The End of the Line for the Financial Reporting Council
In this very short post we will react to the news that broke
today regarding the future of the Financial Reporting Council. We have covered
the FRC on a number of occasions here in Financial
Regulation Matters and the posts have been highly critical of what was a
feeble regulator. We had only looked
previously at the regulator and the fact that it was under review, but
today the final decision was made on the future of the FRC.
Founded in 1990, the Financial Reporting Council was today
confirmed by the Government as being no more. In its official press release,
the Government stated that, after considering the Kingsman Review, the FRC
would be replaced with a new regulator. That regulator will be called the Audit,
Reporting and Governance Authority. The business media are reporting that
the new regulator ‘will
have stronger statutory powers, including the ability to make direct changes to
accounts and powers to require rapid explanations from companies and publish
reports about their conduct in the event of a corporate failure’. Sir John
Kingsman, the author of the report that has underpinned this shakeup of the
regulatory arena, probably set the process in motion when he labelled the
regulator a ‘ramshackle
house’ when the official report was published. In establishing the new
regulator, the Government has been noted as stating that it was ‘strong’

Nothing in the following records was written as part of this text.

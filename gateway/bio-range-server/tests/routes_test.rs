//! In-process tests of every route against in-memory sources.

use axum::Router;
use axum::body::Body;
use axum::http::{Request, StatusCode, header};
use gateway_bio_range_core::multiplex::{Terminal, parse_multiplexed};
use gateway_bio_range_core::test_utils::{MemoryFactory, MemorySource, alignment, value_record};
use gateway_bio_range_server::handlers::MULTIPLEXED_CONTENT_TYPE;
use gateway_bio_range_server::{AppState, ServerConfig, router};
use http_body_util::BodyExt;
use serde_json::{Value, json};
use std::sync::Arc;
use tower::ServiceExt;

const TRACK: &str = "http://test.host/track.bigwig";
const BAM: &str = "http://test.host/reads.bam";
const BAI: &str = "http://test.host/reads.bam.bai";

fn app() -> Router {
    let _ = env_logger::builder().is_test(true).try_init();
    let reads = MemorySource::alignments(vec![
        alignment("chr1", 100, 50, "r1"),
        alignment("chr2", 200, 50, "r2"),
    ]);
    let factory = MemoryFactory::new()
        .with_source(
            TRACK,
            MemorySource::coverage(
                (0..10)
                    .map(|i| value_record("chr1", i * 100, i * 100 + 100, i as f64))
                    .collect(),
            ),
        )
        .with_source(BAM, reads.clone())
        .with_source(BAI, reads);
    router(AppState::new(Arc::new(factory), ServerConfig::default()))
}

async fn post(app: Router, path: &str, body: Value) -> (StatusCode, Option<String>, Vec<u8>) {
    let request = Request::builder()
        .method("POST")
        .uri(path)
        .header(header::CONTENT_TYPE, "application/json")
        .body(Body::from(body.to_string()))
        .unwrap();
    let response = app.oneshot(request).await.unwrap();
    let status = response.status();
    let content_type = response
        .headers()
        .get(header::CONTENT_TYPE)
        .map(|v| v.to_str().unwrap().to_string());
    let bytes = response.into_body().collect().await.unwrap().to_bytes();
    (status, content_type, bytes.to_vec())
}

async fn get(app: Router, path: &str) -> (StatusCode, Vec<u8>) {
    let request = Request::builder().uri(path).body(Body::empty()).unwrap();
    let response = app.oneshot(request).await.unwrap();
    let status = response.status();
    let bytes = response.into_body().collect().await.unwrap().to_bytes();
    (status, bytes.to_vec())
}

#[tokio::test]
async fn test_healthz() {
    let (status, body) = get(app(), "/healthz").await;
    assert_eq!(status, StatusCode::OK);
    assert_eq!(body, b"ok");
}

#[tokio::test]
async fn test_rest_lists_post_paths() {
    let (status, body) = get(app(), "/rest").await;
    assert_eq!(status, StatusCode::OK);
    let paths: Vec<String> = serde_json::from_slice(&body).unwrap();
    assert!(paths.contains(&"/big".to_string()));
    assert!(paths.contains(&"/bam".to_string()));
}

#[tokio::test]
async fn test_big_streams_multiplexed_body() {
    let (status, content_type, body) = post(
        app(),
        "/big",
        json!([
            {"url": TRACK, "chr1": "chr1", "start": 0, "end": 1000},
            {"url": "http://test.host/missing.bigwig", "chr1": "chr1", "start": 0, "end": 1000},
            {"url": TRACK, "chr1": "chr1", "start": 0, "end": 1000, "preRenderedWidth": 5}
        ]),
    )
    .await;
    assert_eq!(status, StatusCode::OK);
    assert_eq!(content_type.as_deref(), Some(MULTIPLEXED_CONTENT_TYPE));

    let body = String::from_utf8(body).unwrap();
    let streams = parse_multiplexed(&body).unwrap();
    assert_eq!(streams.len(), 3);
    assert_eq!(streams[&0].records().unwrap().len(), 10);
    assert_eq!(streams[&0].terminal, Terminal::End);
    assert!(matches!(streams[&1].terminal, Terminal::Error(_)));
    let pixels = streams[&2].records().unwrap();
    assert_eq!(pixels.len(), 5);
    assert_eq!(pixels[0]["min"], 0.0);
    assert_eq!(pixels[0]["max"], 1.0);
}

#[tokio::test]
async fn test_big_rejects_malformed_body() {
    let (status, _, _) = post(app(), "/big", json!({"url": TRACK})).await;
    assert!(status.is_client_error());
}

#[tokio::test]
async fn test_big_batch_keeps_order() {
    let (status, _, body) = post(
        app(),
        "/big/batch",
        json!({
            "requests": [
                {"url": "ftp://test.host/a.bigwig", "chr1": "chr1", "start": 0, "end": 10},
                {"url": TRACK, "chr1": "chr1", "start": 0, "end": 250}
            ],
            "googleProject": "billing-project"
        }),
    )
    .await;
    assert_eq!(status, StatusCode::OK);
    let envelopes: Value = serde_json::from_slice(&body).unwrap();
    assert_eq!(envelopes[0]["error"]["errortype"], "ValidationError");
    assert_eq!(envelopes[1]["data"].as_array().unwrap().len(), 3);
}

#[tokio::test]
async fn test_bam_window_cap() {
    let request = |end: u64| {
        json!({"bamUrl": BAM, "refId": 0, "chr": "chr1", "start": 0, "end": end, "chunks": []})
    };
    let (status, _, body) = post(app(), "/bam", request(20_000)).await;
    assert_eq!(status, StatusCode::OK);
    let alignments: Value = serde_json::from_slice(&body).unwrap();
    assert_eq!(alignments[0]["readName"], "r1");

    let (status, _, body) = post(app(), "/bam", request(20_001)).await;
    assert_eq!(status, StatusCode::BAD_REQUEST);
    let error: Value = serde_json::from_slice(&body).unwrap();
    assert_eq!(error["errortype"], "ValidationError");
}

#[tokio::test]
async fn test_bam_header() {
    let (status, _, body) = post(app(), "/bamHeader", json!({"bamUrl": BAM})).await;
    assert_eq!(status, StatusCode::OK);
    let header: Value = serde_json::from_slice(&body).unwrap();
    assert_eq!(header["chromToId"]["chr2"], 1);

    let (status, _, _) = post(
        app(),
        "/bamHeader",
        json!({"bamUrl": "http://test.host/missing.bam"}),
    )
    .await;
    assert_eq!(status, StatusCode::BAD_GATEWAY);
}

#[tokio::test]
async fn test_bam_index_is_raw_bytes() {
    let (status, content_type, body) =
        post(app(), "/bamIndex", json!({"baiUrl": BAI, "refId": 1})).await;
    assert_eq!(status, StatusCode::OK);
    assert_eq!(content_type.as_deref(), Some("application/octet-stream"));
    assert!(!body.is_empty());
}

#[tokio::test]
async fn test_bam_index_requests() {
    let (status, _, body) = post(
        app(),
        "/bam/indexRequests",
        json!([
            {"baiUrl": BAI, "bamUrl": BAM, "chr": "chr2"},
            {"baiUrl": BAI, "bamUrl": BAM, "chr": "chrX"}
        ]),
    )
    .await;
    assert_eq!(status, StatusCode::OK);
    let envelopes: Value = serde_json::from_slice(&body).unwrap();
    assert_eq!(envelopes[0]["data"]["refId"], 1);
    assert_eq!(envelopes[1]["error"]["errortype"], "FormatError");
}

#[tokio::test]
async fn test_bam_requests() {
    let (status, _, body) = post(
        app(),
        "/bam/requests",
        json!([
            {"bamUrl": BAM, "refId": 1, "chr": "chr2", "start": 0, "end": 1000},
            {"bamUrl": BAM, "refId": 1, "chr": "chr2", "start": 0, "end": 100000}
        ]),
    )
    .await;
    assert_eq!(status, StatusCode::OK);
    let envelopes: Value = serde_json::from_slice(&body).unwrap();
    assert_eq!(envelopes[0]["data"][0]["readName"], "r2");
    assert_eq!(envelopes[1]["error"]["errortype"], "ValidationError");
}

leadership that will ‘change
the culture’ within the accounting sector. However, it is worth noting that
altering the culture in this particular field will be no easy task and, in
truth, it is difficult to see how a different regulator will achieve this. The
first indication of whether there is change on the horizon or whether it is
business as usual will likely be the new regulator’s take on the Big Four’s
claim that they will separate the consultancy arms from the audit arms
themselves – if this is allowed, on the auditor’s terms, then it is business as
usual. Another question is whether the audit industry can indeed undergo any
major change in respect to the tumultuous period awaiting the UK once the country
leaves the European Union – do the Government really have the capital to take
on such a corporate behemoth?
Ultimately, the FRC pushed its luck. Clear conflicts of
interest and token gestures to eradicate such conflicts were a step too far in
the wake of Carillion and BHS – now
the regulator has to stop accepting all
of its dinner invitations from those it was supposed to protect the public from.